Task to complete:
Transcribe the records below exactly, from their first line through the line containing "const REFERRER_POLICY_VALUE: &str". Omit every line after it.

(Data excerpts)
= = =

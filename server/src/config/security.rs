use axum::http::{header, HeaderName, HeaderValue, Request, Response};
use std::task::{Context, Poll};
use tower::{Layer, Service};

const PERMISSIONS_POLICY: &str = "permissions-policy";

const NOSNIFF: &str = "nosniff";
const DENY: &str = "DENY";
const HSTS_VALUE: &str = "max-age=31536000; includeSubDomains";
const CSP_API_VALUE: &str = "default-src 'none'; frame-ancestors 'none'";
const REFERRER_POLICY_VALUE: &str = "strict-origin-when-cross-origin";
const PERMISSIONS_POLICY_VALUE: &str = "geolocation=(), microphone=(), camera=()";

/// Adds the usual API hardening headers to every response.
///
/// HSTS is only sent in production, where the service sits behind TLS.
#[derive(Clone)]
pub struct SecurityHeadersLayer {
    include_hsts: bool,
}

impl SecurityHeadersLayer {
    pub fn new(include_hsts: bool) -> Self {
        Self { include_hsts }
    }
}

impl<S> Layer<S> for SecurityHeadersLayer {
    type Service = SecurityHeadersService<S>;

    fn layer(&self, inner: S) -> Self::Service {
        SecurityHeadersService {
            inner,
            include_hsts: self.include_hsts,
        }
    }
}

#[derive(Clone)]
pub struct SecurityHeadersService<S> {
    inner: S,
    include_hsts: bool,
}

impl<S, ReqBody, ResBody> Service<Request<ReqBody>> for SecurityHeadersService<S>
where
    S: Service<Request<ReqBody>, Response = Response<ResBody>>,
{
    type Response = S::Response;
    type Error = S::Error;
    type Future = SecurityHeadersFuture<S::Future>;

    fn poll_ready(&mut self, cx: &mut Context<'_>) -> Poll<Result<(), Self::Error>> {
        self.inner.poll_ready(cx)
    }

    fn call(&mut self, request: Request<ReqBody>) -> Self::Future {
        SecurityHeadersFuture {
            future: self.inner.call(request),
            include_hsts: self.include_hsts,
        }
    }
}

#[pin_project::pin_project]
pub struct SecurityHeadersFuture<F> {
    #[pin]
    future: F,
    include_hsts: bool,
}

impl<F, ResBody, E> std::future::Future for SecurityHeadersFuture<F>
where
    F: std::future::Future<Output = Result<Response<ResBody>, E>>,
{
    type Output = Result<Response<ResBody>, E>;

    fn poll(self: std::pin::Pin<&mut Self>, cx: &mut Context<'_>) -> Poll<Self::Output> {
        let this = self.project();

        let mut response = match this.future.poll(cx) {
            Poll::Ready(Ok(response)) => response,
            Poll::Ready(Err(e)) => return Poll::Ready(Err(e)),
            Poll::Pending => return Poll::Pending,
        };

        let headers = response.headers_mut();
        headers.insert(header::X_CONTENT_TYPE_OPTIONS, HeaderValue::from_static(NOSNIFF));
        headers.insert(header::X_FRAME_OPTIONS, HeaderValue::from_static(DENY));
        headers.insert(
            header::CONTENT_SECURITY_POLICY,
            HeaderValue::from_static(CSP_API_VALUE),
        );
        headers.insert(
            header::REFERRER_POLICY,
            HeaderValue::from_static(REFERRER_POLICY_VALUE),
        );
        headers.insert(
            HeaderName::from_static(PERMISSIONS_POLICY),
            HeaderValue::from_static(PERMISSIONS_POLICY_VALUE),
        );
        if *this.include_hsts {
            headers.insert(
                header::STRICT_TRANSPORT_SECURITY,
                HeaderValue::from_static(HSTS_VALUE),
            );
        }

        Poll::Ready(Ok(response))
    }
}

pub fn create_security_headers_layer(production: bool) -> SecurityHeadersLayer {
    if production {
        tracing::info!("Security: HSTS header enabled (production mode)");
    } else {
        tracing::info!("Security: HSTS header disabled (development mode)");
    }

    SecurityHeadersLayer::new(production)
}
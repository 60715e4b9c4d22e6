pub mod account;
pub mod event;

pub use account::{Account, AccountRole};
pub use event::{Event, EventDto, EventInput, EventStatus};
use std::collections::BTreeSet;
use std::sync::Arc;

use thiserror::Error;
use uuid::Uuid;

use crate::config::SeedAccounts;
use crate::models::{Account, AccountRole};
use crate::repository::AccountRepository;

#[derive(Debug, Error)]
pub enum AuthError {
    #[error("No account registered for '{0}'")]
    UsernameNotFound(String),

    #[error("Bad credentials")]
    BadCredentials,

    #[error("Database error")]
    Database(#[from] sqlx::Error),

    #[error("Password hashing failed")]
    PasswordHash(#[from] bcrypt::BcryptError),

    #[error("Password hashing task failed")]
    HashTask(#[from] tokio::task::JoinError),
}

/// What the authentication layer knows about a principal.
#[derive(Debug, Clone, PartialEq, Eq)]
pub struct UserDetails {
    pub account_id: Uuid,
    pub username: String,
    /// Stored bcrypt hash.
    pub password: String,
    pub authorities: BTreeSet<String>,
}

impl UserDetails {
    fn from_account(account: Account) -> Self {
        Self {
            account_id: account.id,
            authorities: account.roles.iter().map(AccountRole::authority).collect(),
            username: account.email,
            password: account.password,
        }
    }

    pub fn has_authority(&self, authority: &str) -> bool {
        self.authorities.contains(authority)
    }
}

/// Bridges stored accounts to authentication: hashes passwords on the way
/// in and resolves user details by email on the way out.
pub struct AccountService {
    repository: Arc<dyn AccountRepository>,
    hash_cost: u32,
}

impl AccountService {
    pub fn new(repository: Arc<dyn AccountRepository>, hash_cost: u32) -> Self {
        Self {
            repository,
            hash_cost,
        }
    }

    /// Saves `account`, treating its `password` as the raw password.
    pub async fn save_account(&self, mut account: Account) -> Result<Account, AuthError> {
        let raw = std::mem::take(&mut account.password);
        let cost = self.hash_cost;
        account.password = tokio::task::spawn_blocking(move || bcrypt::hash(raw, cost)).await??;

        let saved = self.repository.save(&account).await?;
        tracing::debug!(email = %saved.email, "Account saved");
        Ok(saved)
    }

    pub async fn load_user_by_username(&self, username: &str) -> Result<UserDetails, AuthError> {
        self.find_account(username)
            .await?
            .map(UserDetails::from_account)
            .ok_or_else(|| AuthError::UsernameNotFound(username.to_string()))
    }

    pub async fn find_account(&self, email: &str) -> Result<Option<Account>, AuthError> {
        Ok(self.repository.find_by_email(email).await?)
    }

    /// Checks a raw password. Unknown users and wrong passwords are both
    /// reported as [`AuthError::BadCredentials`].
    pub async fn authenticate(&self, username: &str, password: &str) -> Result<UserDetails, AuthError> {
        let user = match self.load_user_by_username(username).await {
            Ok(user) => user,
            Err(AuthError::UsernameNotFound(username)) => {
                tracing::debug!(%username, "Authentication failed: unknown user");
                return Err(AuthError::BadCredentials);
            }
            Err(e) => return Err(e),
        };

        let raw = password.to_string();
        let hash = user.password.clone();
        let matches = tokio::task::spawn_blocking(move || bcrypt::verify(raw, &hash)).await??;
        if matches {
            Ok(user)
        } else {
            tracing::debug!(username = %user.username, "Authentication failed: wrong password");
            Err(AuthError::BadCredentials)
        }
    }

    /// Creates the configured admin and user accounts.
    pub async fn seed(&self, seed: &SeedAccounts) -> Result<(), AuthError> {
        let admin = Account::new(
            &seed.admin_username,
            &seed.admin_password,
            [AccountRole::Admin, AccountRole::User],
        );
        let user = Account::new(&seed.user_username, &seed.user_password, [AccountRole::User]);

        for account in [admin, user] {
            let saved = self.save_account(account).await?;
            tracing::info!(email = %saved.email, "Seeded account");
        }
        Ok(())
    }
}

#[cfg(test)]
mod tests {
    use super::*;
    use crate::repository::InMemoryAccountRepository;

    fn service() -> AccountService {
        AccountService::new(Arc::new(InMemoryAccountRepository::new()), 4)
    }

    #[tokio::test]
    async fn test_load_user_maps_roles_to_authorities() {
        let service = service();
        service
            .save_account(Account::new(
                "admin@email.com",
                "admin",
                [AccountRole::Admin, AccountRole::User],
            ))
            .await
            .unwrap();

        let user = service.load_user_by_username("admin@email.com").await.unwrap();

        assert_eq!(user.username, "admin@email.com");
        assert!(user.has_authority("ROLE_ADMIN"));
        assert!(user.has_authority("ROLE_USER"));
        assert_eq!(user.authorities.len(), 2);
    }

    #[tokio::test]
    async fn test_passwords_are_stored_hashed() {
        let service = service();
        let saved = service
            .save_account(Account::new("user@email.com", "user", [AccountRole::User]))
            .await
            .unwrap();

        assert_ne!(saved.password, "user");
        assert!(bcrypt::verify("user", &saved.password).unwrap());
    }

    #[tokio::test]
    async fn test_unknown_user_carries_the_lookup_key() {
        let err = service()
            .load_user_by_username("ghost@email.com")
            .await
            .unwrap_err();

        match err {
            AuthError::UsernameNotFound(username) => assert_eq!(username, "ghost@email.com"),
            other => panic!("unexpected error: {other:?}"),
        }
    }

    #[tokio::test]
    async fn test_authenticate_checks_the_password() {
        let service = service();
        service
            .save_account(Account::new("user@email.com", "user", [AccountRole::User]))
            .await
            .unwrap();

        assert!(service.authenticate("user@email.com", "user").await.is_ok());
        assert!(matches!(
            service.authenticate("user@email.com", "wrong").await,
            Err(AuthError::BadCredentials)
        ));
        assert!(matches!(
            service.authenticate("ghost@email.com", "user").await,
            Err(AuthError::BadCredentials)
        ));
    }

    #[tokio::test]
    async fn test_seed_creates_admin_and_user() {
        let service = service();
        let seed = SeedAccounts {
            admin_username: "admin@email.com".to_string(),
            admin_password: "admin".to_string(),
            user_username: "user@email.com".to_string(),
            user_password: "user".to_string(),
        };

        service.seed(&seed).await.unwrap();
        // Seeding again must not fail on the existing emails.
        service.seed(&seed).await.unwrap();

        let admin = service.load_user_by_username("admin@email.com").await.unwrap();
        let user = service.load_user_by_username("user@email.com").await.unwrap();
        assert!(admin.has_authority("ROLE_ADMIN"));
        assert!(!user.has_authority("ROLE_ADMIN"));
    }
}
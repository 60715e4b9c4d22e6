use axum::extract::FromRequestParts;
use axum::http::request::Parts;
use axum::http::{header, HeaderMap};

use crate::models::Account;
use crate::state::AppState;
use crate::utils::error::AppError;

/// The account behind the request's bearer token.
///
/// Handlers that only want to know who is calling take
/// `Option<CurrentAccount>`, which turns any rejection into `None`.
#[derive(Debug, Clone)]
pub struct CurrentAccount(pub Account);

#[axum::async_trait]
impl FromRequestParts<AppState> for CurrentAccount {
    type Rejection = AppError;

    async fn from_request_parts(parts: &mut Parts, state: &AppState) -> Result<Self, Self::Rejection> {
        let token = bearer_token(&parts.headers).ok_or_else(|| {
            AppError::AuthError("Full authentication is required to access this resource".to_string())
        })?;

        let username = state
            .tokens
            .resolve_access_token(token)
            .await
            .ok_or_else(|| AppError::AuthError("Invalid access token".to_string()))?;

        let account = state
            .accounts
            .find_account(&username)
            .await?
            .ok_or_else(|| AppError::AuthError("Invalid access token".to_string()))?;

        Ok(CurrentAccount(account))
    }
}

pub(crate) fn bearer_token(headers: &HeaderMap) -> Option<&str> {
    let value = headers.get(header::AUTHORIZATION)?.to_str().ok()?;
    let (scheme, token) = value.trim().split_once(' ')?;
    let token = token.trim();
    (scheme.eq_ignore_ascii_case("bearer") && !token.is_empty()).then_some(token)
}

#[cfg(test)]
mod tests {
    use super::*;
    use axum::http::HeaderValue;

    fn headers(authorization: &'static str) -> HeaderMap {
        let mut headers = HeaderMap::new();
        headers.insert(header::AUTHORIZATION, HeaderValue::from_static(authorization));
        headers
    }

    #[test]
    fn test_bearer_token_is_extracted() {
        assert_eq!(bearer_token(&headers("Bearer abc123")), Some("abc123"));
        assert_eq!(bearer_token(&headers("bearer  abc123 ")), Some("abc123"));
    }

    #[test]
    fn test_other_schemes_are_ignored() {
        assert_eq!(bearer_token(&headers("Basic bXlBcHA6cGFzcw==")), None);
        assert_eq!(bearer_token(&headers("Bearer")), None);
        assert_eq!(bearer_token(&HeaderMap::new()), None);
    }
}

= = =

Completed task:
filename server/src/config/security.rs
use axum::http::{header, HeaderName, HeaderValue, Request, Response};
use std::task::{Context, Poll};
use tower::{Layer, Service};

const PERMISSIONS_POLICY: &str = "permissions-policy";

const NOSNIFF: &str = "nosniff";
const DENY: &str = "DENY";
const HSTS_VALUE: &str = "max-age=31536000; includeSubDomains";
const CSP_API_VALUE: &str = "default-src 'none'; frame-ancestors 'none'";
const REFERRER_POLICY_VALUE: &str = "strict-origin-when-cross-origin";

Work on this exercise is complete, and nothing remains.